Saved entries
◆ ◆ ◆ ◆
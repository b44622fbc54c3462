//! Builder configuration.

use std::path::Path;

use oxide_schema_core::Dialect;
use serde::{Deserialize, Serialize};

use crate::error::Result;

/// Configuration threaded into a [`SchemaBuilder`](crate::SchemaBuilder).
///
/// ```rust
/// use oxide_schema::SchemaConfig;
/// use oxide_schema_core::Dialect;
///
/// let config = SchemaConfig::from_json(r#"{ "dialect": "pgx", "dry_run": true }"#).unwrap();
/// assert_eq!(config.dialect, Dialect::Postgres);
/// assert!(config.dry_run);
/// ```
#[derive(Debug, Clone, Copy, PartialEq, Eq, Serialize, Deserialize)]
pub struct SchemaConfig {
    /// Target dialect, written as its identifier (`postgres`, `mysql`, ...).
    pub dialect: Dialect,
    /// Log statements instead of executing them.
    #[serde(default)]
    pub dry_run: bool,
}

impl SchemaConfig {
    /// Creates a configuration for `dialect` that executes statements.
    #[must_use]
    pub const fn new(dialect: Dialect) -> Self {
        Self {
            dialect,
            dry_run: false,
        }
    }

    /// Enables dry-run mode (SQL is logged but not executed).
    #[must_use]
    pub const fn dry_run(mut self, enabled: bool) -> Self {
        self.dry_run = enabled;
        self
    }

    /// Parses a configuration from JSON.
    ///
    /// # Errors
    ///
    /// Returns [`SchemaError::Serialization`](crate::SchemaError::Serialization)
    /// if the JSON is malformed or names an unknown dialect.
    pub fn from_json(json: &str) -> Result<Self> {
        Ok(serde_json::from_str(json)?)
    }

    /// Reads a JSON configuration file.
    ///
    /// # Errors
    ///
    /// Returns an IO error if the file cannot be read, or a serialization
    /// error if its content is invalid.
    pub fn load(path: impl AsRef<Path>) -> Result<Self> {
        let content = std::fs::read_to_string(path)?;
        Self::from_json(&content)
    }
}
◆ ◆ ◆ ◆
● **Instructions to follow**
Reprint exactly the lines above that start at the one with "#[serde(default)]" and end at the one with "pub const fn dry_run(mut", keeping both and adding none.

● **Exercise solution**
    #[serde(default)]
    pub dry_run: bool,
}

impl SchemaConfig {
    /// Creates a configuration for `dialect` that executes statements.
    #[must_use]
    pub const fn new(dialect: Dialect) -> Self {
        Self {
            dialect,
            dry_run: false,
        }
    }

    /// Enables dry-run mode (SQL is logged but not executed).
    #[must_use]
    pub const fn dry_run(mut self, enabled: bool) -> Self {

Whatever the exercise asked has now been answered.